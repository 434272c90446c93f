//! Route classification: is this path protected, and which role area does it
//! target?
//!
//! Pure function of the path string and the configured prefix list. No
//! request or session types leak in here.

/// Classification of one request path.
#[derive(Debug, Clone, PartialEq, Eq)]
pub enum RouteClass {
    /// Not under any protected prefix; the gate has nothing to say.
    Public,
    /// Under a protected prefix. `segment` is the path segment immediately
    /// after the prefix (`/dashboard/student/...` -> `student`), or `None`
    /// for the bare prefix itself.
    Protected {
        prefix: String,
        segment: Option<String>,
    },
}

/// Classify `path` against the configured protected prefixes.
///
/// Trailing slashes and empty segments normalize away: `/dashboard`,
/// `/dashboard/` and `/dashboard//` all classify as the bare protected root.
/// A path that merely shares characters with a prefix (`/dashboard-help`)
/// is public.
pub fn classify(path: &str, protected_prefixes: &[String]) -> RouteClass {
    let path = normalize(path);

    for prefix in protected_prefixes {
        let prefix = prefix.trim_end_matches('/');
        if prefix.is_empty() {
            continue;
        }

        if path == prefix {
            return RouteClass::Protected {
                prefix: prefix.to_string(),
                segment: None,
            };
        }

        if let Some(rest) = path.strip_prefix(prefix)
            && rest.starts_with('/')
        {
            let segment = rest
                .split('/')
                .find(|s| !s.is_empty())
                .map(|s| s.to_string());
            return RouteClass::Protected {
                prefix: prefix.to_string(),
                segment,
            };
        }
    }

    RouteClass::Public
}

fn normalize(path: &str) -> &str {
    let trimmed = path.trim_end_matches('/');
    if trimmed.is_empty() { "/" } else { trimmed }
}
****************************************
### About this exercise
Would you please repeat all the entries exactly as written?

### Exercise response
repository 434272c90446c93f
//! Route classification: is this path protected, and which role area does it
//! target?
//!
//! Pure function of the path string and the configured prefix list. No
//! request or session types leak in here.

/// Classification of one request path.
#[derive(Debug, Clone, PartialEq, Eq)]
pub enum RouteClass {
    /// Not under any protected prefix; the gate has nothing to say.
    Public,
    /// Under a protected prefix. `segment` is the path segment immediately
    /// after the prefix (`/dashboard/student/...` -> `student`), or `None`
    /// for the bare prefix itself.
    Protected {
        prefix: String,
        segment: Option<String>,
    },
}

/// Classify `path` against the configured protected prefixes.
///
/// Trailing slashes and empty segments normalize away: `/dashboard`,
/// `/dashboard/` and `/dashboard//` all classify as the bare protected root.
/// A path that merely shares characters with a prefix (`/dashboard-help`)
/// is public.
pub fn classify(path: &str, protected_prefixes: &[String]) -> RouteClass {
    let path = normalize(path);

    for prefix in protected_prefixes {
        let prefix = prefix.trim_end_matches('/');
        if prefix.is_empty() {
            continue;
        }

        if path == prefix {
            return RouteClass::Protected {
                prefix: prefix.to_string(),
                segment: None,
            };
        }

        if let Some(rest) = path.strip_prefix(prefix)
            && rest.starts_with('/')
        {
            let segment = rest
                .split('/')
                .find(|s| !s.is_empty())
                .map(|s| s.to_string());
            return RouteClass::Protected {
                prefix: prefix.to_string(),
                segment,
            };
        }
    }

    RouteClass::Public
}

fn normalize(path: &str) -> &str {
    let trimmed = path.trim_end_matches('/');
    if trimmed.is_empty() { "/" } else { trimmed }
}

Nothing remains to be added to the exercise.